Multiplex PCR development for the simultaneous and rapid detection of two pathogenic flukes, Dactylogyrus spp. and Centrocestus formosanus, in ornamental fishes

Abstract

Both monogenean Dactylogyrus spp. and digenean Centrocestus formosanus are major pathogens for aquaculture and the fish industry, especially in goldfish (Carassius auratus). The resulting infections in the fish cause extensive morbidity and mortality. However, the accurate detection of both parasitic diseases requires highly experienced personnel and takes a long time. Reliable and sensitive diagnostic methods are needed for detecting the infections in various fish species.
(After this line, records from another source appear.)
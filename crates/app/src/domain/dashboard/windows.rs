//! UTC reporting windows.

use jiff::{Timestamp, ToSpan, tz::TimeZone};

/// Start instants of the periods the dashboard sums over, all in UTC.
#[derive(Debug, Clone, Copy, PartialEq, Eq)]
pub struct ReportingWindows {
    pub now: Timestamp,
    pub today: Timestamp,
    pub yesterday: Timestamp,
    pub this_month: Timestamp,
    pub last_month: Timestamp,
    /// Start of the trailing three months used for the top products.
    pub top_products_since: Timestamp,
}

impl ReportingWindows {
    /// # Errors
    ///
    /// Fails only when `now` is so close to the edge of the supported range that a boundary
    /// cannot be represented.
    pub fn at(now: Timestamp) -> Result<Self, jiff::Error> {
        let zoned = now.to_zoned(TimeZone::UTC);
        let today = zoned.start_of_day()?;
        let yesterday = today.checked_sub(1.day())?;
        let this_month = zoned.first_of_month()?.start_of_day()?;
        let last_month = this_month.checked_sub(1.month())?;
        let top_products_since = zoned.checked_sub(3.months())?;

        Ok(Self {
            now,
            today: today.timestamp(),
            yesterday: yesterday.timestamp(),
            this_month: this_month.timestamp(),
            last_month: last_month.timestamp(),
            top_products_since: top_products_since.timestamp(),
        })
    }
}

#[cfg(test)]
mod tests {
    use super::*;

    #[test]
    fn boundaries_are_utc_midnights() -> testresult::TestResult {
        let now: Timestamp = "2026-03-15T10:30:00Z".parse()?;

        let windows = ReportingWindows::at(now)?;

        assert_eq!(windows.today, "2026-03-15T00:00:00Z".parse::<Timestamp>()?);
        assert_eq!(windows.yesterday, "2026-03-14T00:00:00Z".parse::<Timestamp>()?);
        assert_eq!(windows.this_month, "2026-03-01T00:00:00Z".parse::<Timestamp>()?);
        assert_eq!(windows.last_month, "2026-02-01T00:00:00Z".parse::<Timestamp>()?);
        assert_eq!(windows.top_products_since, "2025-12-15T10:30:00Z".parse::<Timestamp>()?);

        Ok(())
    }

    #[test]
    fn january_reaches_back_into_previous_year() -> testresult::TestResult {
        let now: Timestamp = "2026-01-01T00:00:00Z".parse()?;

        let windows = ReportingWindows::at(now)?;

        assert_eq!(windows.today, now);
        assert_eq!(windows.yesterday, "2025-12-31T00:00:00Z".parse::<Timestamp>()?);
        assert_eq!(windows.this_month, now);
        assert_eq!(windows.last_month, "2025-12-01T00:00:00Z".parse::<Timestamp>()?);

        Ok(())
    }
}
//! Dashboard
//!
//! Sales and order statistics for the admin dashboard. Day and month boundaries are UTC.

pub mod errors;
pub mod records;
pub(crate) mod repositories;
pub mod service;
pub mod windows;

pub use errors::DashboardServiceError;
pub use service::*;
//! Request ID resolution and response header helpers.

use salvo::{
    http::{StatusCode, header::HeaderValue},
    prelude::Response,
};
use tracing::warn;
use uuid::Uuid;

pub(super) const REQUEST_ID_HEADER: &str = "x-request-id";

/// Keep a caller-supplied id unless it is blank, otherwise mint a v7 uuid.
pub(super) fn resolve_request_id(header_value: Option<String>) -> String {
    header_value
        .map(|value| value.trim().to_owned())
        .filter(|value| !value.is_empty())
        .unwrap_or_else(|| Uuid::now_v7().to_string())
}

pub(super) fn set_request_id_header(res: &mut Response, request_id: &str) {
    match HeaderValue::from_str(request_id) {
        Ok(value) => {
            res.headers_mut().insert(REQUEST_ID_HEADER, value);
        }
        Err(source) => {
            warn!(
                request_id,
                "could not encode request id for response header: {source}"
            );
        }
    }
}

pub(super) fn response_status_or_ok(status_code: Option<StatusCode>) -> StatusCode {
    status_code.unwrap_or(StatusCode::OK)
}

#[cfg(test)]
mod tests {
    use super::*;

    #[test]
    fn supplied_id_is_trimmed_and_kept() {
        assert_eq!(resolve_request_id(Some(" abc ".to_owned())), "abc");
    }

    #[test]
    fn blank_id_is_replaced() {
        let id = resolve_request_id(Some("   ".to_owned()));

        assert!(Uuid::parse_str(&id).is_ok(), "expected generated uuid, got {id}");
    }

    #[test]
    fn missing_status_defaults_to_ok() {
        assert_eq!(response_status_or_ok(None), StatusCode::OK);
        assert_eq!(
            response_status_or_ok(Some(StatusCode::CONFLICT)),
            StatusCode::CONFLICT
        );
    }
}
To overcome this problem, this study developed the multiplex polymerase chain reaction (m-PCR) assay to rapidly identify and diagnose Dactylogyrus spp. and C. formosanus simultaneously on the target genes (18S and cytb gene) in field-collected samples under one reaction. Two pairs of species-specific primers were manually designed. The optimal reaction conditions, specificity, and sensitivity of the m-PCR assay were investigated. The results demonstrated that the multiplex PCR assay can be used to detect Dactylogyrus spp. and C. formosanus specifically, without cross-amplification with other parasite-related species and their host. The sensitivity showed that the m-PCR system could amplify the two target genes with the lowest DNA concentration at 0.078 ng/μL for Dactylogyrus spp. and 0.625 ng/μL for C. formosanus. The detection limit in the case of genomic combination between samples with goldfish was detected at the ratios of 1:13 and 1:2 ng/μL for Dactylogyrus spp. and C. formosanus, respectively. Moreover, this assay can also be developed and applied to detect the adult, metacercariae, cercariae, and egg stages of C. formosanus as well. Additionally, a total of 50 goldfish samples collected from several farms were found to be positive for Dactylogyrus spp., C. formosanus, and co-infection (fifteen, fourteen, and eighteen, respectively). The developed multiplex PCR shows advantages in specificity and sensitivity which prove to be an invaluable tool for diagnoses and monitoring the epidemic situation. © 2021 Elsevier B.V.